De rechtbank heeft wat onder 4.4 en 4.4.1 en 4.5 tot en met 4.5.2 is overwogen niet onderkend. Voor de duidelijkheid zal de Raad de aangevallen uitspraak in zijn geheel vernietigen. Doende wat de rechtbank zou behoren te doen zal de Raad het beroep tegen het bestreden besluit gegrond verklaren, het bestreden besluit vernietigen voor zover het betreft de herziening van bijstand over december 2014 en maart 2015 en de terugvordering in zijn geheel omdat deze ondeelbaar is, wegens strijd met artikel 7:12, eerste lid, van de Algemene wet bestuursrecht (Awb). Tevens zal de Raad het besluit van 28 september 2015 herroepen voor zover het de herziening over december 2014 en maart 2015 betreft, nu aan dat besluit hetzelfde gebrek kleeft als aan het bestreden besluit. In verband met de op de terugvordering toegepaste brutering kan de Raad niet zelf in de zaak voorzien voor zover het de terugvordering betreft. Aanleiding bestaat appellant op te dragen opnieuw te beslissen op het bezwaar van betrokkene voor zover het de terugvordering betreft, met inachtneming van wat in deze uitspraak is overwogen.
4.8.
Met het oog op een efficiënte afdoening van het geschil ziet de Raad aanleiding om met toepassing van artikel 8:113, tweede lid, van de Awb te bepalen dat tegen het nieuwe besluit slechts bij de Raad beroep kan worden ingesteld.

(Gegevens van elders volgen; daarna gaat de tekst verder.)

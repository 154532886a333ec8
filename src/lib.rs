// ============================================================================
// sessionpool Library
// ============================================================================
//
// Client-side session pool and transaction retry engine for a remote
// transactional database.
//
// - pool: bounded, self-growing pool of sessions with a background maintainer
// - transaction: runs transaction bodies with transparent retry on aborts
// - client: the `SessionClient` seam to the service, plus an in-memory stand-in
//
// ============================================================================

pub mod client;
pub mod core;
pub mod pool;
pub mod prelude;
pub mod session;
pub mod transaction;

// Re-export main types for convenience
pub use client::{RemoteSession, ResultSet, SessionClient, Status, StatusCode};
pub use core::{Error, ErrorClass, Result, SessionId, SessionKind, TransactionId, TransactionMode};
pub use pool::{PoolConfig, PoolStats, ReleaseOutcome, SessionPool};
pub use session::{Session, SessionState};
pub use transaction::{RetryPolicy, Transaction, TransactionRunner};

use std::future::Future;
use std::sync::Arc;
use std::time::Duration;

// ============================================================================
// High-level Client API
// ============================================================================

/// Database handle with session pooling and transparent transaction retry.
///
/// This is the recommended way to use the crate in applications.
///
/// # Examples
///
/// ```
/// use sessionpool::client::MemorySessionClient;
/// use sessionpool::{Database, PoolConfig};
/// use std::sync::Arc;
///
/// # #[tokio::main]
/// # async fn main() -> sessionpool::Result<()> {
/// let client = Arc::new(MemorySessionClient::new("orders"));
/// let db = Database::open(client, PoolConfig::new().min_sessions(1).max_sessions(4))?;
///
/// let affected = db
///     .read_write(|txn| async move {
///         let affected = txn.execute_update("UPDATE orders SET state = 'PAID' WHERE id = 7").await?;
///         Ok(affected)
///     })
///     .await?;
/// assert_eq!(affected, 0);
///
/// db.close().await;
/// # Ok(())
/// # }
/// ```
pub struct Database {
    pool: SessionPool,
    runner: TransactionRunner,
}

impl Database {
    /// Open a database over `client`.
    ///
    /// Starts the session pool, which fills up to `min_sessions` in the
    /// background. Must be called from within a tokio runtime.
    pub fn open(client: Arc<dyn SessionClient>, config: PoolConfig) -> Result<Self> {
        let pool = SessionPool::new(client, config)?;
        let runner = TransactionRunner::new(pool.clone());
        Ok(Self { pool, runner })
    }

    /// Run `body` in a transaction of `kind`, bounded by `timeout` (the
    /// pool's `transaction_deadline` when `None`).
    ///
    /// See [`TransactionRunner::run`] for the retry and re-execution contract.
    pub async fn run_transaction<T, F, Fut>(
        &self,
        kind: SessionKind,
        timeout: Option<Duration>,
        body: F,
    ) -> Result<T>
    where
        F: FnMut(Transaction) -> Fut,
        Fut: Future<Output = anyhow::Result<T>>,
    {
        self.runner.run(kind, timeout, body).await
    }

    /// Read-write transaction with the default deadline
    pub async fn read_write<T, F, Fut>(&self, body: F) -> Result<T>
    where
        F: FnMut(Transaction) -> Fut,
        Fut: Future<Output = anyhow::Result<T>>,
    {
        self.run_transaction(SessionKind::ReadWritePrepared, None, body)
            .await
    }

    /// Read-only transaction with the default deadline
    pub async fn read_only<T, F, Fut>(&self, body: F) -> Result<T>
    where
        F: FnMut(Transaction) -> Fut,
        Fut: Future<Output = anyhow::Result<T>>,
    {
        self.run_transaction(SessionKind::ReadOnly, None, body).await
    }

    /// The underlying pool, for direct session checkout
    pub fn pool(&self) -> &SessionPool {
        &self.pool
    }

    pub fn runner(&self) -> &TransactionRunner {
        &self.runner
    }

    pub fn stats(&self) -> PoolStats {
        self.pool.stats()
    }

    /// Close the pool. Running transactions fail once they need a new session.
    pub async fn close(&self) {
        self.pool.close().await;
    }
}
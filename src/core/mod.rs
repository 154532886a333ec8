pub mod error;
pub mod types;

pub use error::{Error, ErrorClass, Result};
pub use types::{SessionId, SessionKind, TransactionId, TransactionMode};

5. Van voor vergoeding in aanmerking komende proceskosten is niet gebleken.

BESLISSING

De Centrale Raad van Beroep
- vernietigt de aangevallen uitspraak;
- verklaart het beroep gegrond en vernietigt het besluit van 4 februari 2016 voor zover het de
herziening over december 2014 en maart 2015 betreft en de terugvordering als geheel;
- herroept het besluit van 28 september 2015 voor zover het de herziening over december
2014 en maart 2015 betreft;
- draagt appellant op een nieuwe beslissing op het bezwaar van betrokkene te nemen voor
zover het de terugvordering betreft met inachtneming van wat hiervoor is overwogen en
bepaalt dat tegen het te nemen besluit slechts bij de Raad beroep kan worden ingesteld;
- bepaalt dat appellant aan betrokkene het in beroep betaalde griffierecht van € 45,- vergoedt.
Deze uitspraak is gedaan door J.T.H Zimmerman, in tegenwoordigheid van S.A. de Graaff als griffier. De beslissing is uitgesproken in het openbaar op 2 januari 2018.